Data Protection Bill

Date published

03/10/2017

Services

Sectors

Countries

Following the publication of its Statement of Intent on Data Protection in August 2017, the government has now laid the Data Protection Bill in the House of Lords.
As expected, the Bill’s content reflects what the government set out in its previous Statement of Intent and confirms that the Bill will be used to bring the EU’s General Data Protection Regulation (GDPR) into UK Statue, strengthen the rights of individuals with regard to their personal data and enhance the role of the data regulator, the Information Commissioners Office (ICO), in supervision and enforcement. This Bill will also replace the UK’s existing 1998 Data Protection Act (Act).

Bill contents

While the government has committed to implement the tenets of GDPR in order to shore up the UK’s ability to operate with cross-border data post-Brexit, the Bill also retains elements of the previous Act in order to provide organisations who process data with adequate exemptions. Where appropriate, provisions from the existing Act have been rolled over into the Bill to create these exemptions.

In this regard and with particular relevance to financial services, the Bill will allow for the processing of data, without individual consent, for financial services firms pricing risk, making decisions on an individual’s creditworthiness or in their efforts to detect fraud and money-laundering. With regard to issues for insurers specifically, the Bill also provides exemptions for automated profiling..

Three core objectives of the Bill:

  • Maintaining trust – ensuring the UK has robust storage and security of data.
  • Future trade - ensuring the UK has the ability to participate in the international transfer and processing of data.
  • Security - ensuring the UK has the ability to collect, share and process personal data that is crucial for law enforcement.

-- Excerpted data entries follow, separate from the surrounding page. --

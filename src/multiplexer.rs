//! Fan-out of one remote stream to any number of [`Subscriber`]s.
//!
//! The multiplexer reference-counts its [`StreamEndpoint`]: the first
//! subscriber opens it (before it can receive anything), the last one to
//! leave closes it (after it can no longer receive anything). Structural
//! changes are serialized by an async lock and always run on the worker.

use std::sync::atomic::{AtomicU64, Ordering};
use std::sync::{Arc, Mutex, MutexGuard, Weak};

use futures::future::BoxFuture;
use tracing::{debug, trace, warn};

use crate::context::ExecutionContext;
use crate::endpoint::{Dispatch, StreamEndpoint, StreamSource};
use crate::error::{Error, Result};
use crate::mode::{Call, ModeAdapter};
use crate::subscriber::{BufferOptions, Detach, Detachable, Subscriber, SubscriberQueue, Terminal};
use crate::transport::Transport;

// ── SubscriberSet ────────────────────────────────────────────────────────────

type Entry<T> = (u64, Arc<SubscriberQueue<T>>);

/// The current subscribers, fed by the endpoint's reader.
pub(crate) struct SubscriberSet<T> {
    entries: Mutex<Vec<Entry<T>>>,
}

impl<T> SubscriberSet<T> {
    fn new() -> Self {
        Self {
            entries: Mutex::new(Vec::new()),
        }
    }

    fn entries(&self) -> MutexGuard<'_, Vec<Entry<T>>> {
        match self.entries.lock() {
            Ok(guard) => guard,
            Err(poisoned) => poisoned.into_inner(),
        }
    }

    fn snapshot(&self) -> Vec<Entry<T>> {
        self.entries().clone()
    }

    fn insert(&self, id: u64, queue: Arc<SubscriberQueue<T>>) {
        self.entries().push((id, queue));
    }

    fn remove(&self, id: u64) -> bool {
        let mut entries = self.entries();
        let before = entries.len();
        entries.retain(|(i, _)| *i != id);
        entries.len() != before
    }

    fn len(&self) -> usize {
        self.entries().len()
    }

    fn drain(&self) -> Vec<Entry<T>> {
        std::mem::take(&mut *self.entries())
    }
}

impl<T: Clone + Send + Sync + 'static> Dispatch<T> for SubscriberSet<T> {
    fn dispatch(&self, item: T) {
        let mut failed = Vec::new();
        for (id, queue) in self.snapshot() {
            if let Err(e) = queue.push(item.clone()) {
                warn!("Subscriber {} failed, detaching it: {}", id, e);
                queue.push_terminal(Terminal::Error(e));
                failed.push(id);
            }
        }
        for id in failed {
            self.remove(id);
        }
    }

    fn terminate(&self, terminal: Terminal) {
        for (_, queue) in self.snapshot() {
            queue.push_terminal(terminal.clone());
        }
    }
}

// ── StreamMultiplexer ────────────────────────────────────────────────────────

struct Shared<S: StreamSource> {
    endpoint: StreamEndpoint<S>,
    subscribers: Arc<SubscriberSet<S::Item>>,
    /// Serializes add/remove/shutdown together with the endpoint transitions
    /// they trigger.
    structure: tokio::sync::Mutex<()>,
    adapter: ModeAdapter,
    next_id: AtomicU64,
}

impl<S: StreamSource> Shared<S> {
    async fn add(self: Arc<Self>, options: BufferOptions) -> Result<Subscriber<S::Item>> {
        let method = self.endpoint.source()?.method();
        let _guard = self.structure.lock().await;
        if self.subscribers.len() == 0 || self.endpoint.is_closed() {
            self.endpoint.open().await?;
        }
        let id = self.next_id.fetch_add(1, Ordering::Relaxed);
        let queue = Arc::new(SubscriberQueue::new(options));
        self.subscribers.insert(id, queue.clone());
        debug!(
            "Subscriber {} attached to {} ({} total)",
            id,
            method,
            self.subscribers.len()
        );

        let weak: Weak<Self> = Arc::downgrade(&self);
        let registry: Weak<dyn Detachable> = weak;
        let detach = Detach {
            registry,
            context: self.adapter.context().clone(),
        };
        Ok(Subscriber::new(id, queue, Some(detach)))
    }

    async fn remove(&self, id: u64) -> Result<bool> {
        let _guard = self.structure.lock().await;
        let removed = self.subscribers.remove(id);
        if removed {
            debug!("Subscriber {} detached ({} left)", id, self.subscribers.len());
        } else {
            trace!("Subscriber {} already detached", id);
        }
        // Also covers subscribers that dropped out of the set on their own.
        if self.subscribers.len() == 0 && !self.endpoint.is_closed() {
            self.endpoint.close().await?;
        }
        Ok(removed)
    }

    async fn shutdown(&self) -> Result<()> {
        let _guard = self.structure.lock().await;
        for (_, queue) in self.subscribers.drain() {
            queue.push_terminal(Terminal::Error(Error::StreamClosed));
        }
        self.endpoint.close().await
    }
}

impl<S: StreamSource> Detachable for Shared<S> {
    fn detach(self: Arc<Self>, id: u64) -> BoxFuture<'static, Result<bool>> {
        Box::pin(async move { self.remove(id).await })
    }
}

/// Reference-counted fan-out of a single [`StreamEndpoint`].
pub struct StreamMultiplexer<S: StreamSource> {
    shared: Arc<Shared<S>>,
}

impl<S: StreamSource> Clone for StreamMultiplexer<S> {
    fn clone(&self) -> Self {
        Self {
            shared: self.shared.clone(),
        }
    }
}

impl<S: StreamSource> StreamMultiplexer<S> {
    pub fn new(source: S, transport: Arc<dyn Transport>, adapter: ModeAdapter) -> Self {
        let subscribers = Arc::new(SubscriberSet::new());
        let endpoint = StreamEndpoint::new(
            source,
            transport,
            adapter.context().clone(),
            subscribers.clone(),
        );
        Self {
            shared: Arc::new(Shared {
                endpoint,
                subscribers,
                structure: tokio::sync::Mutex::new(()),
                adapter,
                next_id: AtomicU64::new(1),
            }),
        }
    }

    pub fn context(&self) -> &ExecutionContext {
        self.shared.adapter.context()
    }

    /// The endpoint this multiplexer feeds from.
    pub fn endpoint(&self) -> &StreamEndpoint<S> {
        &self.shared.endpoint
    }

    /// `true` when the underlying stream is not open.
    pub fn is_closed(&self) -> bool {
        self.shared.endpoint.is_closed()
    }

    pub fn subscriber_count(&self) -> usize {
        self.shared.subscribers.len()
    }

    /// Attach a new subscriber, opening the stream if it is the first.
    pub async fn add_subscriber(&self, options: BufferOptions) -> Result<Subscriber<S::Item>> {
        let shared = self.shared.clone();
        self.shared
            .adapter
            .call_async(async move { shared.add(options).await })
            .await
    }

    /// Detach subscriber `id`, closing the stream if it was the last.
    /// Returns `false` if it was already detached.
    pub async fn remove_subscriber(&self, id: u64) -> Result<bool> {
        let shared = self.shared.clone();
        self.shared
            .adapter
            .call_async(async move { shared.remove(id).await })
            .await
    }

    /// A drop-oldest subscriber holding up to `capacity` items.
    pub fn get_buffer(&self, capacity: usize) -> Call<Subscriber<S::Item>> {
        self.subscribe(BufferOptions::new(capacity))
    }

    /// A subscriber with explicit buffer options.
    pub fn subscribe(&self, options: BufferOptions) -> Call<Subscriber<S::Item>> {
        let shared = self.shared.clone();
        Call::property(&self.shared.adapter, async move { shared.add(options).await })
    }

    /// Terminate every subscriber with [`Error::StreamClosed`] and close the
    /// stream.
    pub async fn shutdown(&self) -> Result<()> {
        let shared = self.shared.clone();
        self.shared
            .adapter
            .call_async(async move { shared.shutdown().await })
            .await
    }
}

#[cfg(test)]
mod tests {
    use super::*;
    use crate::endpoint::StreamRequest;
    use crate::memory::MemoryTransport;
    use crate::mode::Mode;
    use bytes::Bytes;
    use std::time::Duration;

    #[derive(Clone)]
    struct Numbers;

    impl StreamRequest for Numbers {
        fn method(&self) -> &'static str {
            "numbers"
        }
    }

    impl StreamSource for Numbers {
        type Item = u32;

        fn decode(&self, frame: Bytes) -> Result<u32> {
            std::str::from_utf8(&frame)
                .ok()
                .and_then(|s| s.parse().ok())
                .ok_or_else(|| Error::Protocol("not a number".into()))
        }
    }

    fn multiplexer(transport: &Arc<MemoryTransport>) -> StreamMultiplexer<Numbers> {
        let adapter = ModeAdapter::new(Mode::Blocking, ExecutionContext::new().unwrap());
        StreamMultiplexer::new(Numbers, transport.clone(), adapter)
    }

    fn emit_all(transport: &MemoryTransport, values: &[u32]) {
        for v in values {
            transport.emit("numbers", v.to_string());
        }
        std::thread::sleep(Duration::from_millis(50));
    }

    #[test]
    fn test_refcounted_open_and_close() {
        let transport = MemoryTransport::new();
        let mux = multiplexer(&transport);
        assert!(mux.is_closed());

        let a = mux.get_buffer(4).wait().unwrap();
        let b = mux.get_buffer(4).wait().unwrap();
        assert_eq!(transport.opened_streams("numbers"), 1);
        assert_eq!(mux.subscriber_count(), 2);

        a.close().unwrap();
        assert!(!mux.is_closed());
        assert_eq!(transport.live_streams("numbers"), 1);

        b.close().unwrap();
        assert!(mux.is_closed());
        assert_eq!(transport.live_streams("numbers"), 0);
        assert_eq!(transport.opened_streams("numbers"), 1);
        mux.context().shutdown();
    }

    #[test]
    fn test_fan_out_preserves_order() {
        let transport = MemoryTransport::new();
        let mux = multiplexer(&transport);
        let subs: Vec<_> = (0..3).map(|_| mux.get_buffer(8).wait().unwrap()).collect();
        emit_all(&transport, &[1, 2, 3]);

        for sub in &subs {
            let got: Vec<u32> = (0..3).map(|_| sub.read().unwrap().unwrap()).collect();
            assert_eq!(got, vec![1, 2, 3]);
            assert!(sub.try_read().is_none());
        }
        mux.context().shutdown();
    }

    #[test]
    fn test_slow_subscriber_does_not_block_others() {
        let transport = MemoryTransport::new();
        let mux = multiplexer(&transport);
        let slow = mux.get_buffer(2).wait().unwrap();
        let fast = mux.get_buffer(16).wait().unwrap();
        emit_all(&transport, &[1, 2, 3, 4, 5]);

        assert_eq!(fast.len(), 5);
        assert_eq!(slow.read().unwrap(), Some(4));
        assert_eq!(slow.read().unwrap(), Some(5));
        mux.context().shutdown();
    }

    #[test]
    fn test_dropping_subscriber_detaches() {
        let transport = MemoryTransport::new();
        let mux = multiplexer(&transport);
        let sub = mux.get_buffer(1).wait().unwrap();
        drop(sub);
        std::thread::sleep(Duration::from_millis(50));
        assert_eq!(mux.subscriber_count(), 0);
        assert!(mux.is_closed());
        mux.context().shutdown();
    }

    #[test]
    fn test_remove_unknown_subscriber_is_tolerated() {
        let transport = MemoryTransport::new();
        let mux = multiplexer(&transport);
        let removed = mux
            .context()
            .submit({
                let mux = mux.clone();
                async move { mux.remove_subscriber(99).await }
            })
            .wait(None)
            .unwrap();
        assert_eq!(removed, Some(false));
        mux.context().shutdown();
    }

    #[test]
    fn test_shutdown_terminates_subscribers() {
        let transport = MemoryTransport::new();
        let mux = multiplexer(&transport);
        let sub = mux.get_buffer(2).wait().unwrap();
        let m = mux.clone();
        mux.context().submit(async move { m.shutdown().await }).wait(None).unwrap();

        assert!(matches!(sub.read(), Err(Error::StreamClosed)));
        assert!(mux.is_closed());
        assert_eq!(mux.subscriber_count(), 0);
        mux.context().shutdown();
    }

    #[tokio::test]
    async fn test_blocking_close_from_async_code() {
        let transport = MemoryTransport::new();
        let mux = multiplexer(&transport);
        let sub = mux.get_buffer(2).wait().unwrap();
        sub.close().unwrap();
        assert!(mux.is_closed());
        assert_eq!(mux.subscriber_count(), 0);
        mux.context().shutdown();
    }

    #[tokio::test]
    async fn test_native_subscribe_and_recv() {
        let transport = MemoryTransport::new();
        let adapter = ModeAdapter::new(Mode::Native, ExecutionContext::new().unwrap());
        let mux = StreamMultiplexer::new(Numbers, transport.clone(), adapter);

        let sub = mux.get_buffer(4).await.unwrap();
        transport.emit("numbers", "7");
        assert_eq!(sub.recv().await.unwrap(), Some(7));
        sub.close_async().await.unwrap();
        assert!(mux.is_closed());
        mux.context().shutdown();
    }
}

Key components of the Bill

  • Protecting individuals - The Bill will seek to apply greater protection to individuals and strengthen personal rights over data.
    • Consent to use an individual’s data must be ‘explicit’ and companies collecting data will no longer be able to automatically ‘opt-in’ customers to their data policy.
    • Improved data access will allow individuals to more easily understand what data companies hold on them.
    • Enhanced data portability will make it easier for customers to move data between services providers.
    • The right to be forgotten will empower individuals to ask for their personal data to be erased.
    • Individuals will also have a greater say in how their data is used in their automated profiling when using a service.

 

  • Protecting organisations - The Bill puts in place strengthened data requirements on organisations, amending rules as necessary to make the UK’s regime relevant for the modern digital economy and in line with adequate individual protections.
    • Enhanced accountability will make companies that collect and process data more accountable to regulators, in this case the ICO. As part of this, a business must notify the ICO of any data breach within 72 hours of it happening.
    • Reducing the risk of a business’s exposure to data breaches by requiring high risk data processors to carry out regular impact assessments to prevent inappropriate usage of an individual’s data.
    • Putting in place simpler rules to bring forward a clearer regime which is more easily understand by data controllers and processors.

 

  • Strengthening the regulator - The Bill will seek to ensure that criminal justice agencies have a data regime that allows them to continue to tackle the changes nature of crime but without compromising the rights and safeguards intended by the Bill itself.
    • Enhanced investigative powers for the ICO.
    • Increased sanctions which will increase the maximum fine the regulator can issue to £17 million or 4% of a company’s global turnover.
    • Enhanced criminal sanctions which will see a new offence for intentionally or recklessly using data to identify an individual.
    • Protection for whistle-blowers will be ensured through relevant exemptions to the Bill.
    • The mandatory appointment of a Data Protection Officer in companies that handle and process data.

Implementing the Bill and UK specific requirements

The new Bill is underpinned by three international regimes, which form the core of the law in this area:

  • The General Data Protection Regulation
  • The Data Protection Law Enforcement Directive
  • The Council of Europe Convention for the Protection of Individuals with regard to Automatic Processing of Personal Data.
  • Relationship with Brexit Position Paper

The Bill is also in line with the narrative and ambition the government set out in its Brexit Position Paper on data sharing, in which it intends for the UK to maintain a post-Brexit relationship with the EU similar to the status-quo. This future relationship will be reliant on the UK’s own data regime being deemed adequate with the EU’s. The UK government expects to achieve such adequacy by implementing the tenets of GDPR through the UK’s Data Protection Bill.

Next steps

Having been introduced into the Lord’s at first reading on 14 September 2017, the Bill will now progress to second reading on 10 October 2017, where Peers will have the opportunity to debate the principles of the Bill and give an indication of amendments or revisions they wish to make. Following this, the Bill will then move to committee stage where it will receive thorough line-by-line scrutiny from Peers.